The One Who All Rejected
There was a girl who lived in a village who everyone in life rejected. She always wore a frown and never had kind, or cruel things to say of others, but only had things to say of herself. ‘She’s a cold and callous girl. She’s not really friends with anybody,’ the townsfolk said of her, and the townsfolk broadly were right.
“I’m not that bad, I don’t think,” frowned the girl to herself, for she had nobody to talk to. “Maybe I am cold and maybe I’m callous, but I’ve never done anyone harm. If they reject me for being cold and callous, that is fair... but there must be somebody who won’t mind, and will love me regardless.”
The girl hunted through the town for such a person as would love her for herself, as much as she loved her for herself. She entered choirs and worked without pay, for grocers, for farmers, for anyone she found, but each grew disconsolate around her frowning face and tiresome talk, always of herself, and each quietly said they’d no need of her services.

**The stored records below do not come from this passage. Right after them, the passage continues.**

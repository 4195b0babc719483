use crate::{dom::Dom, language::Language};

const LANGUAGE_BUTTON_CLASS: &str = "lang-btn";
const PROJECT_CARD_CLASS: &str = "project-card";
const SOCIAL_CARD_CLASS: &str = "social-card";
const PREVIEW_OVERLAY_CLASS: &str = "preview-overlay";
const CONTACT_ITEM_CLASS: &str = "contact-item";
const THEME_TOGGLE_ID: &str = "theme-toggle";

#[derive(Clone, Debug, PartialEq)]
pub struct ToggleControl<E> {
    pub language: Language,
    pub element: E,
}

#[derive(Clone, Debug, PartialEq)]
pub struct LocalizedText<E> {
    pub element: E,
    pub es: String,
    pub en: String,
}

impl<E> LocalizedText<E> {
    pub fn text_for(&self, language: Language) -> &str {
        match language {
            Language::Es => &self.es,
            Language::En => &self.en,
        }
    }
}

#[derive(Clone, Debug, PartialEq)]
pub struct HoverCard<E> {
    pub card: E,
    pub frame: E,
}

#[derive(Clone, Debug, PartialEq)]
pub struct LazyFrame<E> {
    pub frame: E,
    pub deferred_src: Option<String>,
}

#[derive(Clone, Debug, PartialEq)]
pub struct AnchorLink<E> {
    pub element: E,
    /// Text after `#`; may be empty.
    pub fragment: String,
}

#[derive(Clone, Debug, PartialEq)]
pub struct ContactLink<E> {
    pub element: E,
    pub href: String,
}

#[derive(Clone, Debug, PartialEq)]
pub struct PageModel<E> {
    pub language_buttons: Vec<E>,
    pub toggles: Vec<ToggleControl<E>>,
    pub theme_toggles: Vec<E>,
    pub localized: Vec<LocalizedText<E>>,
    pub frames: Vec<E>,
    pub hover_cards: Vec<HoverCard<E>>,
    pub lazy_frames: Vec<LazyFrame<E>>,
    pub anchors: Vec<AnchorLink<E>>,
    pub contact_links: Vec<ContactLink<E>>,
    pub reveal_cards: Vec<E>,
}

impl<E> Default for PageModel<E> {
    fn default() -> Self {
        Self {
            language_buttons: Vec::new(),
            toggles: Vec::new(),
            theme_toggles: Vec::new(),
            localized: Vec::new(),
            frames: Vec::new(),
            hover_cards: Vec::new(),
            lazy_frames: Vec::new(),
            anchors: Vec::new(),
            contact_links: Vec::new(),
            reveal_cards: Vec::new(),
        }
    }
}

struct CardParts<E> {
    card: E,
    frame: Option<E>,
    overlay: bool,
}

impl<E: Clone + PartialEq> PageModel<E> {
    pub fn scan<D: Dom<Element = E>>(dom: &D) -> Self {
        let mut model = Self::default();
        let mut cards: Vec<CardParts<E>> = Vec::new();

        for element in dom.elements() {
            let tag = dom.tag_name(&element);

            if dom.has_class(&element, LANGUAGE_BUTTON_CLASS) {
                model.language_buttons.push(element.clone());
            }

            let id = dom.attribute(&element, "id");
            if let Some(language) = id.as_deref().and_then(Language::from_toggle_id) {
                model.toggles.push(ToggleControl {
                    language,
                    element: element.clone(),
                });
            }
            if id.as_deref() == Some(THEME_TOGGLE_ID) {
                model.theme_toggles.push(element.clone());
            }

            if let (Some(es), Some(en)) = (
                dom.attribute(&element, Language::Es.text_attribute()),
                dom.attribute(&element, Language::En.text_attribute()),
            ) {
                model.localized.push(LocalizedText {
                    element: element.clone(),
                    es,
                    en,
                });
            }

            let is_project_card = dom.has_class(&element, PROJECT_CARD_CLASS);
            if is_project_card || dom.has_class(&element, SOCIAL_CARD_CLASS) {
                model.reveal_cards.push(element.clone());
            }
            if is_project_card {
                cards.push(CardParts {
                    card: element.clone(),
                    frame: None,
                    overlay: false,
                });
            }

            if dom.has_class(&element, PREVIEW_OVERLAY_CLASS) {
                if let Some(parts) = owning_card(dom, &element, &mut cards) {
                    parts.overlay = true;
                }
            }

            match tag.as_str() {
                "iframe" => {
                    model.frames.push(element.clone());

                    if dom.attribute(&element, "loading").as_deref() == Some("lazy") {
                        model.lazy_frames.push(LazyFrame {
                            frame: element.clone(),
                            deferred_src: dom.attribute(&element, "data-src"),
                        });
                    }

                    if let Some(parts) = owning_card(dom, &element, &mut cards) {
                        if parts.frame.is_none() {
                            parts.frame = Some(element.clone());
                        }
                    }
                }
                "a" => {
                    let href = dom.attribute(&element, "href");

                    if let Some(fragment) = href.as_deref().and_then(|value| value.strip_prefix('#')) {
                        model.anchors.push(AnchorLink {
                            element: element.clone(),
                            fragment: fragment.to_string(),
                        });
                    }

                    if ancestor_with_class(dom, &element, CONTACT_ITEM_CLASS).is_some() {
                        model.contact_links.push(ContactLink {
                            element: element.clone(),
                            href: href.unwrap_or_default(),
                        });
                    }
                }
                _ => {}
            }
        }

        model.hover_cards = cards
            .into_iter()
            .filter(|parts| parts.overlay)
            .filter_map(|parts| {
                parts.frame.map(|frame| HoverCard {
                    card: parts.card,
                    frame,
                })
            })
            .collect();

        model
    }
}

// Strict ancestors only, like a `.class descendant` selector.
fn ancestor_with_class<D: Dom>(dom: &D, element: &D::Element, class: &str) -> Option<D::Element> {
    let parent = dom.parent(element)?;
    dom.closest_with_class(&parent, class)
}

fn owning_card<'a, D: Dom>(
    dom: &D,
    element: &D::Element,
    cards: &'a mut [CardParts<D::Element>],
) -> Option<&'a mut CardParts<D::Element>> {
    let card = ancestor_with_class(dom, element, PROJECT_CARD_CLASS)?;
    cards.iter_mut().find(|parts| parts.card == card)
}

“I’m not that bad. I’m truly not,” she said to herself in her room. “I did the work earnestly, but that does not matter when you frown and talk callously of only yourself. I see, these are the things I love to do, and plainly they are hated. There still could be somebody who perhaps doesn’t mind. Maybe that one could love me.”
The girl hunted further and found a boy who she thought perhaps could love her, even with her frown and selfish talk. He was a marvellous young man who exuded joy like a glorious sun, who everyone loved, and who always knew what to say to make another smile and laugh—even the girl, who tittered simply watching from afar.
“It’s that one. He’s so bright it balances my gloom. It has to be him.” So she reached out to the boy. “I am a dark woman, but you make me light. Please, can’t we be perfect together?”
“Hold on,” he said. “I don’t want to balance darkness, I want to shine perfectly brighter and brighter. I know which ones I love, the ones I wish to unite with. They are the ones even brighter than me.”
“I see,” she said. “If that’s what you want, then it is fair to reject me... oh, it makes so much sense, too.” She returned to her house.
“I think I am that bad,” she muttered to herself. “I didn’t harass him. I respected his wish. But I should not be such a dark person to begin with, that is the problem with me. I love myself too much to change; oh woe. Woe woe woe, I’m doomed to have only myself...”
She was correct. For every person she reached out to, none could appreciate her, for she was a dark and dingy person, who adored to speak of only herself. She not once cared what another was feeling if it did not accord with her immediate thoughts. She pleaded for every conversation to shift as swiftly as possible onto only things that interested her: nobody enjoyed it.
“I am that bad, and I’m rejected by everyone,” she announced miserably. “Now I suppose I will die.”
She did not. She lived for many years in agony, alone with herself despite all the people she met through the daily motions of life. She began to plead for Death to visit, for she hadn’t the will to pursue him herself.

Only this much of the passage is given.